For me, the central idea is that the private and the political are inextricably intertwined. Not only is the private political, but the political is also private because it shapes our everyday lives. We all fear what awaits us under a Chancellor Merz, what the societal shift to the right means for us personally. In the last legislative period, a lot was achieved in tough negotiations. It was not perfect, but meant significant improvements: the “Selbstbestimmungsgesetz”, the abolition of §219a, the ban on “Gehsteigbelästigung”, the “Aktionsplan Queer Leben”, improvements for queer people in the area of hate crime, the “Gewalthilfegesetz” or the introduction of a maternity leave in the event of miscarriages. Now, we must defend this progress determinedly. Many other plans could not be implemented in time or have failed due to resistance – including the abolition of §218 or the reform of the “Abstammungsrecht”. In two-mother families, the non-biological mother still has to adopt the joint child; the legal uncertainties for non-binary parents are even more severe. Given the current political climate, it is unlikely that there will be any progress here in the near future.
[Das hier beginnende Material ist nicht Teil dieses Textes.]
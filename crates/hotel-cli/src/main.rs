mod auth;
mod config;
mod session;

use anyhow::Context;
use env_logger::Env;
use hotel_core::Hotel;
use tokio::io::BufReader;

use crate::auth::ConfiguredOperator;
use crate::config::AppConfig;
use crate::session::Session;

#[tokio::main]
async fn main() -> anyhow::Result<()> {
    // Keep the interactive console quiet unless RUST_LOG asks otherwise.
    env_logger::Builder::from_env(Env::default().default_filter_or("warn")).init();

    let config = AppConfig::load().context("loading configuration")?;

    let hotel = match &config.hotel_name {
        Some(name) => Hotel::with_name(name.as_str()),
        None => Hotel::new(),
    };
    let authenticator = ConfiguredOperator::new(config.operator.clone());

    let mut session = Session::new(
        hotel,
        Box::new(authenticator),
        BufReader::new(tokio::io::stdin()),
        tokio::io::stdout(),
    )
    .with_max_login_attempts(config.max_login_attempts);

    if let Err(e) = session.run().await {
        log::error!("session failed: {e:#}");
        return Err(e);
    }
    Ok(())
}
However, we must not stop fighting. Right now, we need upright people who continue to stand up for their convictions and refuse to be intimidated. This means day-to-day work in our parliaments, organizations, and interpersonal relationships. Now more than ever is the time for solidarity-based alliances. As feminists, we must not allow ourselves to be divided by external pressure but must move closer together.

This also means taking the intersectional approach seriously. Different people have different perspectives and needs – we must listen to them, endure conflict, respect and empower each other. As WLINTA* people, we are constantly confronted with the problem of visibility – either we are too visible or completely invisible. This is all the more true where different forms of discrimination overlap. For example, the fact that the deficits in the “Abstammungsrecht”, which have been criticized for years, hardly receive any public attention is also an expression of the social invisibility of queer WLINTA* people. Therefore, March 8 is every day, when we really try to recognize our counterpart – not as a stereotypical decal, but as an individual personality. And empowering this person, trusting that they too will empower us in return, is a feminist practice which is accessible to us at all times, and which can be the root of social and political advocacy.

Now is the time to stand together for the feminist cause and to be there for one another even in difficult times – in our friendships, families, neighborhoods, at work, in clubs and organizations. March 8 is every day!